* **EXERCISE REQUIREMENTS**:
Read the records beneath this task and copy every line that contains the string "Option".

----- THE DATA

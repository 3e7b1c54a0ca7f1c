//! Shared Module
//!
//! This module contains types and data structures that are shared between
//! the sync engine and its host application. These types mirror the wire
//! format of the messaging API and the layout of the local cache.
//!
//! # Overview
//!
//! The shared module provides platform-agnostic types that can be used
//! anywhere in the client. All types are designed for serialization and
//! transmission over HTTP.

/// Real-time event system
pub mod event;

/// Shared error types
pub mod error;

/// Application configuration
pub mod config;

/// Messaging types (messages, conversations)
pub mod messaging;

/// Re-export commonly used types for convenience
pub use config::{ConfigError, SyncConfig, SyncConfigBuilder};
pub use error::SyncError;
pub use event::RealtimeEvent;
pub use messaging::{Conversation, Message, MessageKind, MessageStatus};
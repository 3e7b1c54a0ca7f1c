//! # Offline Sync Engine
//!
//! The client-side machinery behind SafeSpace's offline-capable chat:
//!
//! - **`store`**: durable local cache (messages, conversations, outbound
//!   queue, session data)
//! - **`connectivity`**: edge-triggered online/offline monitor
//! - **`api`**: the network send endpoint seam
//! - **`pipeline`**: optimistic sends and push reconciliation
//! - **`sync`**: queue draining with bounded retry, plus the
//!   service-worker bridge
//! - **`presence`**: TTL cache for presence snapshots
//!
//! [`MessagingClient`] wires the pieces together for hosts that want the
//! whole engine; every component also works standalone for finer-grained
//! embedding and for tests.

pub mod api;
pub mod connectivity;
pub mod pipeline;
pub mod presence;
pub mod store;
pub mod sync;

#[cfg(test)]
pub(crate) mod testutil;

pub use pipeline::{MessagePipeline, ViewUpdate};
pub use sync::{SyncCoordinator, SyncReport};

use crate::client::api::{HttpMessageEndpoint, MessageEndpoint};
use crate::client::connectivity::ConnectivityMonitor;
use crate::client::pipeline::MessagePipeline as Pipeline;
use crate::client::presence::PresenceCache;
use crate::client::store::LocalStore;
use crate::client::sync::{OutboundQueue, SyncHandle, WorkerBridge};
use crate::shared::config::SyncConfig;
use crate::shared::error::SyncError;
use crate::shared::event::RealtimeEvent;
use crate::shared::messaging::{Conversation, Message, ParticipantRole};
use std::sync::Arc;
use std::sync::Mutex;
use tokio::sync::broadcast;
use uuid::Uuid;

/// The assembled offline messaging engine
pub struct MessagingClient {
    store: Option<Arc<LocalStore>>,
    monitor: Arc<ConnectivityMonitor>,
    queue: Arc<OutboundQueue>,
    pipeline: Arc<Pipeline>,
    coordinator: Arc<SyncCoordinator>,
    bridge: WorkerBridge,
    presence: PresenceCache,
    sync_handle: Mutex<Option<SyncHandle>>,
    realtime_tasks: Mutex<Vec<tokio::task::JoinHandle<()>>>,
}

impl MessagingClient {
    /// Build an engine talking HTTP to the configured server
    pub async fn new(config: SyncConfig) -> Result<Self, SyncError> {
        let endpoint: Arc<dyn MessageEndpoint> = Arc::new(HttpMessageEndpoint::new(&config)?);
        Ok(Self::with_endpoint(config, endpoint).await)
    }

    /// Build an engine over a custom endpoint (tests, alternative
    /// transports)
    pub async fn with_endpoint(config: SyncConfig, endpoint: Arc<dyn MessageEndpoint>) -> Self {
        let store = match &config.database_path {
            Some(path) => LocalStore::open(path).await,
            None => LocalStore::open_default().await,
        };
        let store = match store {
            Ok(store) => Some(Arc::new(store)),
            Err(e) => {
                // Online-only from here on: no cache, no durable queue.
                tracing::warn!("[Client] offline cache unavailable: {}", e);
                None
            }
        };

        let monitor = Arc::new(ConnectivityMonitor::default());
        let queue = Arc::new(OutboundQueue::new(store.clone()));
        let pipeline = Arc::new(Pipeline::new(
            store.clone(),
            monitor.clone(),
            endpoint.clone(),
            queue.clone(),
        ));
        let coordinator = Arc::new(SyncCoordinator::new(
            queue.clone(),
            endpoint,
            pipeline.clone(),
            monitor.clone(),
            config.retry_ceiling,
        ));

        Self {
            store,
            monitor,
            queue,
            pipeline,
            coordinator,
            bridge: WorkerBridge::new(),
            presence: PresenceCache::new(config.presence_ttl),
            sync_handle: Mutex::new(None),
            realtime_tasks: Mutex::new(Vec::new()),
        }
    }

    /// Bring the engine up: hydrate the queue, requeue interrupted work,
    /// start listening for sync triggers, and drain if already online.
    pub async fn start(&self) {
        self.queue.hydrate().await;
        self.pipeline.recover_interrupted().await;

        let handle = self.coordinator.start(&self.bridge);
        if let Ok(mut slot) = self.sync_handle.lock() {
            *slot = Some(handle);
        }

        if self.monitor.is_online() {
            let coordinator = self.coordinator.clone();
            tokio::spawn(async move {
                coordinator.drain().await;
            });
        }
    }

    /// Stop background listeners. Queued messages stay queued.
    pub fn stop(&self) {
        if let Ok(mut slot) = self.sync_handle.lock() {
            if let Some(handle) = slot.take() {
                handle.stop();
            }
        }
        if let Ok(mut tasks) = self.realtime_tasks.lock() {
            for task in tasks.drain(..) {
                task.abort();
            }
        }
    }

    /// Pump a realtime subscription into the reconciler. The pump stops
    /// when the channel closes or the engine stops.
    pub fn attach_realtime(&self, mut events: broadcast::Receiver<RealtimeEvent>) {
        let pipeline = self.pipeline.clone();
        let task = tokio::spawn(async move {
            loop {
                match events.recv().await {
                    Ok(event) => pipeline.apply_push(event).await,
                    Err(broadcast::error::RecvError::Lagged(skipped)) => {
                        tracing::warn!("[Client] realtime stream lagged, {} events lost", skipped);
                    }
                    Err(broadcast::error::RecvError::Closed) => break,
                }
            }
        });
        if let Ok(mut tasks) = self.realtime_tasks.lock() {
            tasks.push(task);
        }
    }

    /// Feed a platform connectivity signal
    pub fn set_online(&self, online: bool) {
        self.monitor.set_online(online);
    }

    /// Current observed connectivity
    pub fn is_online(&self) -> bool {
        self.monitor.is_online()
    }

    /// Relay a message posted by the service worker
    pub fn relay_worker_message(&self, tag: &str) -> bool {
        self.bridge.relay_sync_request(tag)
    }

    /// Send a text message (optimistic; never fails, see the status)
    pub async fn send_text(
        &self,
        conversation_id: Uuid,
        sender_id: Uuid,
        content: String,
        reply_to_id: Option<String>,
    ) -> Message {
        self.pipeline
            .send_text(conversation_id, sender_id, content, reply_to_id)
            .await
    }

    /// Send a voice message
    pub async fn send_voice(
        &self,
        conversation_id: Uuid,
        sender_id: Uuid,
        audio_url: String,
        duration: u32,
        reply_to_id: Option<String>,
    ) -> Message {
        self.pipeline
            .send_voice(conversation_id, sender_id, audio_url, duration, reply_to_id)
            .await
    }

    /// Re-send a permanently failed message
    pub async fn retry_message(&self, message_id: &str) -> Option<Message> {
        self.pipeline.retry(message_id).await
    }

    /// Drop a permanently failed message
    pub async fn remove_failed_message(&self, message_id: &str) {
        self.pipeline.remove_failed(message_id).await
    }

    /// Delete a message locally and server-side
    pub async fn delete_message(&self, message_id: &str) {
        self.pipeline.delete_message(message_id).await
    }

    /// Messages of a conversation in display order
    pub async fn messages(&self, conversation_id: &Uuid) -> Vec<Message> {
        self.pipeline.conversation_messages(conversation_id).await
    }

    /// Seed a conversation from a fresh server fetch
    pub async fn seed_conversation(&self, conversation_id: Uuid, messages: Vec<Message>) {
        self.pipeline.seed_conversation(conversation_id, messages).await
    }

    /// Hydrate a conversation from the offline cache
    pub async fn load_conversation(&self, conversation_id: Uuid) {
        self.pipeline.load_conversation(conversation_id).await
    }

    /// Queued outbound messages (badges)
    pub async fn pending_count(&self) -> usize {
        self.queue.count().await
    }

    /// Trigger a drain right now (user-initiated retry)
    pub async fn sync_now(&self) -> SyncReport {
        self.coordinator.drain().await
    }

    /// Subscribe to view-update notifications
    pub fn subscribe_updates(&self) -> broadcast::Receiver<ViewUpdate> {
        self.pipeline.subscribe_updates()
    }

    /// Refresh the conversation cache opportunistically
    pub async fn cache_conversations(&self, conversations: &[Conversation]) {
        if let Some(store) = &self.store {
            if let Err(e) = store.put_conversations(conversations).await {
                tracing::warn!("[Client] could not cache conversations: {}", e);
            }
        }
    }

    /// Cached conversations for a user (offline fallback; empty without a
    /// working store)
    pub async fn cached_conversations(
        &self,
        user_id: &Uuid,
        role: ParticipantRole,
    ) -> Vec<Conversation> {
        let Some(store) = &self.store else {
            return Vec::new();
        };
        match store.conversations_for_user(user_id, role).await {
            Ok(conversations) => conversations,
            Err(e) => {
                tracing::warn!("[Client] could not read cached conversations: {}", e);
                Vec::new()
            }
        }
    }

    /// The presence cache
    pub fn presence(&self) -> &PresenceCache {
        &self.presence
    }

    /// The underlying store, when one could be opened
    pub fn store(&self) -> Option<&Arc<LocalStore>> {
        self.store.as_ref()
    }

    /// Wipe all offline data (logout)
    pub async fn clear_offline_data(&self) {
        self.queue.clear().await;
        if let Some(store) = &self.store {
            if let Err(e) = store.clear_all().await {
                tracing::warn!("[Client] could not clear offline data: {}", e);
            }
        }
    }
}

impl Drop for MessagingClient {
    fn drop(&mut self) {
        self.stop();
    }
}
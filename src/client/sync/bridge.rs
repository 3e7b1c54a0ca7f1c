//! # Service Worker Bridge
//!
//! The page-side interface to the service worker. The worker's lifecycle is
//! owned by the platform, not by this engine, so its messages are modeled
//! as an external bus: the host relays whatever the worker posts, and the
//! bridge forwards only recognized sync signals to subscribers.
//!
//! The worker itself (fetch interception with cache-first static assets and
//! network-first API reads, push display, background-sync registration)
//! lives outside this crate. The one contract that matters here: when the
//! platform wakes the worker for background sync, the worker posts a
//! message tagged [`SYNC_MESSAGES_TAG`] to all open page clients, and the
//! sync coordinator treats it exactly like an online transition.

use tokio::sync::broadcast;

/// Background-sync tag registered by the page and echoed by the worker
pub const SYNC_MESSAGES_TAG: &str = "sync-messages";

/// A recognized message from the service worker
#[derive(Debug, Clone, PartialEq, Eq)]
pub enum WorkerSignal {
    /// The platform woke the worker for background sync
    SyncRequested {
        /// The background-sync tag that fired
        tag: String,
    },
}

/// Broadcast bus relaying worker messages to the sync engine
#[derive(Debug)]
pub struct WorkerBridge {
    signals: broadcast::Sender<WorkerSignal>,
}

impl WorkerBridge {
    /// Create a bridge with no subscribers yet
    pub fn new() -> Self {
        let (signals, _) = broadcast::channel(16);
        Self { signals }
    }

    /// Relay a sync-request message posted by the worker.
    ///
    /// Unrecognized tags are dropped - the worker may grow new message
    /// types without breaking older pages. Returns whether the signal was
    /// relayed.
    pub fn relay_sync_request(&self, tag: &str) -> bool {
        if tag != SYNC_MESSAGES_TAG {
            tracing::debug!("[Bridge] ignoring unrecognized sync tag: {}", tag);
            return false;
        }
        tracing::info!("[Bridge] sync requested by service worker");
        let _ = self.signals.send(WorkerSignal::SyncRequested {
            tag: tag.to_string(),
        });
        true
    }

    /// Subscribe to relayed worker signals
    pub fn subscribe(&self) -> broadcast::Receiver<WorkerSignal> {
        self.signals.subscribe()
    }
}

impl Default for WorkerBridge {
    fn default() -> Self {
        Self::new()
    }
}
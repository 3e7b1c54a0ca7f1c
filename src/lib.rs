//! SafeSpace - Offline Messaging Engine
//!
//! SafeSpace is an anonymous peer-support messaging application connecting
//! patients to counselors. This crate implements the client-side offline
//! messaging engine: a durable local cache, an outbound queue that survives
//! restarts, an optimistic send pipeline, and a sync coordinator that drains
//! queued messages when connectivity returns.
//!
//! # Overview
//!
//! The engine guarantees three things about an outbound message:
//! - it is visible to the user immediately, whatever the network state;
//! - it is never rendered twice, even when the server's realtime broadcast
//!   races the direct send response;
//! - it is never silently lost: a message composed offline is delivered once
//!   connectivity returns, or surfaced as permanently failed after the retry
//!   ceiling.
//!
//! # Module Structure
//!
//! The library is organized into two main modules:
//!
//! - **`shared`** - Platform-agnostic types
//!   - Message and conversation structures, realtime events
//!   - Configuration
//!   - Error types
//!
//! - **`client`** - The offline sync engine
//!   - Durable local store (SQLite)
//!   - Connectivity monitor
//!   - Optimistic message pipeline
//!   - Sync coordinator and service-worker bridge
//!   - Presence cache
//!
//! # Usage
//!
//! ```rust,no_run
//! use safespace::client::MessagingClient;
//! use safespace::shared::config::SyncConfig;
//!
//! # async fn example() -> Result<(), safespace::shared::error::SyncError> {
//! let client = MessagingClient::new(SyncConfig::default()).await?;
//! client.start().await;
//! # Ok(())
//! # }
//! ```
//!
//! # External Collaborators
//!
//! The HTTP API, the relational schema, the UI tree and the service worker
//! itself live outside this crate. The engine talks to them through narrow
//! seams: the [`client::api::MessageEndpoint`] trait, the realtime event
//! channel in [`shared::event`], and the worker signal bus in
//! [`client::sync::bridge`].
//!
//! # Thread Safety
//!
//! All engine state is shared via `Arc` with `tokio::sync` primitives.
//! Execution is event-driven: sends, store access and drains are awaited
//! units; realtime pushes arrive on a broadcast channel and are merged into
//! whatever state exists at arrival time.

/// Shared types and data structures
pub mod shared;

/// Client-side offline sync engine
pub mod client;
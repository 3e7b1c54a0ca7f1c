//! Application configuration module
//!
//! Provides configuration for the sync engine: where the API lives, where
//! the local cache file goes, and the tuning knobs of the retry machinery.

use std::path::PathBuf;
use std::time::Duration;
use thiserror::Error;

/// Default server URL
const DEFAULT_SERVER_URL: &str = "http://127.0.0.1:3000";

/// Environment variable overriding the server URL
const SERVER_URL_ENV: &str = "SAFESPACE_API_URL";

/// Network send attempts are abandoned (and classified as connectivity
/// failures) after this long.
const DEFAULT_SEND_TIMEOUT: Duration = Duration::from_secs(15);

/// A queued message is abandoned after this many failed attempts.
const DEFAULT_RETRY_CEILING: u32 = 3;

/// Cached presence snapshots go stale after this long.
const DEFAULT_PRESENCE_TTL: Duration = Duration::from_secs(15);

/// Sync engine configuration
#[derive(Debug, Clone)]
pub struct SyncConfig {
    /// Base URL of the messaging API
    pub server_url: String,
    /// Path of the local cache database. `None` uses the platform data
    /// directory; opening may still fail, in which case the engine runs
    /// online-only.
    pub database_path: Option<PathBuf>,
    /// Per-request timeout for network sends
    pub send_timeout: Duration,
    /// Failed attempts allowed per queued message before it is abandoned
    pub retry_ceiling: u32,
    /// Time-to-live for cached presence data
    pub presence_ttl: Duration,
}

impl Default for SyncConfig {
    fn default() -> Self {
        let server_url =
            std::env::var(SERVER_URL_ENV).unwrap_or_else(|_| DEFAULT_SERVER_URL.to_string());
        Self {
            server_url,
            database_path: None,
            send_timeout: DEFAULT_SEND_TIMEOUT,
            retry_ceiling: DEFAULT_RETRY_CEILING,
            presence_ttl: DEFAULT_PRESENCE_TTL,
        }
    }
}

impl SyncConfig {
    /// Create a new SyncConfigBuilder
    pub fn builder() -> SyncConfigBuilder {
        SyncConfigBuilder::default()
    }

    /// Get the full URL for an API endpoint
    pub fn api_url(&self, path: &str) -> String {
        format!("{}{}", self.server_url, path)
    }
}

/// Builder for SyncConfig
#[derive(Debug, Default)]
pub struct SyncConfigBuilder {
    server_url: Option<String>,
    database_path: Option<PathBuf>,
    send_timeout: Option<Duration>,
    retry_ceiling: Option<u32>,
    presence_ttl: Option<Duration>,
}

impl SyncConfigBuilder {
    /// Set the server URL
    pub fn server_url(mut self, url: impl Into<String>) -> Self {
        self.server_url = Some(url.into());
        self
    }

    /// Set the local database path
    pub fn database_path(mut self, path: impl Into<PathBuf>) -> Self {
        self.database_path = Some(path.into());
        self
    }

    /// Set the network send timeout
    pub fn send_timeout(mut self, timeout: Duration) -> Self {
        self.send_timeout = Some(timeout);
        self
    }

    /// Set the retry ceiling
    pub fn retry_ceiling(mut self, ceiling: u32) -> Self {
        self.retry_ceiling = Some(ceiling);
        self
    }

    /// Set the presence cache TTL
    pub fn presence_ttl(mut self, ttl: Duration) -> Self {
        self.presence_ttl = Some(ttl);
        self
    }

    /// Build the configuration
    pub fn build(self) -> Result<SyncConfig, ConfigError> {
        let defaults = SyncConfig::default();
        let server_url = self.server_url.unwrap_or(defaults.server_url);
        if server_url.is_empty() {
            return Err(ConfigError::InvalidUrl(server_url));
        }
        if !server_url.starts_with("http://") && !server_url.starts_with("https://") {
            return Err(ConfigError::InvalidUrl(server_url));
        }
        let send_timeout = self.send_timeout.unwrap_or(defaults.send_timeout);
        if send_timeout.is_zero() {
            return Err(ConfigError::InvalidValue("send_timeout"));
        }
        let retry_ceiling = self.retry_ceiling.unwrap_or(defaults.retry_ceiling);
        if retry_ceiling == 0 {
            return Err(ConfigError::InvalidValue("retry_ceiling"));
        }
        Ok(SyncConfig {
            server_url,
            database_path: self.database_path,
            send_timeout,
            retry_ceiling,
            presence_ttl: self.presence_ttl.unwrap_or(defaults.presence_ttl),
        })
    }
}

/// Configuration errors
#[derive(Debug, Error)]
pub enum ConfigError {
    #[error("invalid URL: {0}")]
    InvalidUrl(String),
    #[error("invalid value: {0}")]
    InvalidValue(&'static str),
}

----------

* **RESPONSE AREA**:
    store: Option<Arc<LocalStore>>,
    sync_handle: Mutex<Option<SyncHandle>>,
        reply_to_id: Option<String>,
        reply_to_id: Option<String>,
    pub async fn retry_message(&self, message_id: &str) -> Option<Message> {
    pub fn store(&self) -> Option<&Arc<LocalStore>> {
    pub database_path: Option<PathBuf>,
    server_url: Option<String>,
    database_path: Option<PathBuf>,
    send_timeout: Option<Duration>,
    retry_ceiling: Option<u32>,
    presence_ttl: Option<Duration>,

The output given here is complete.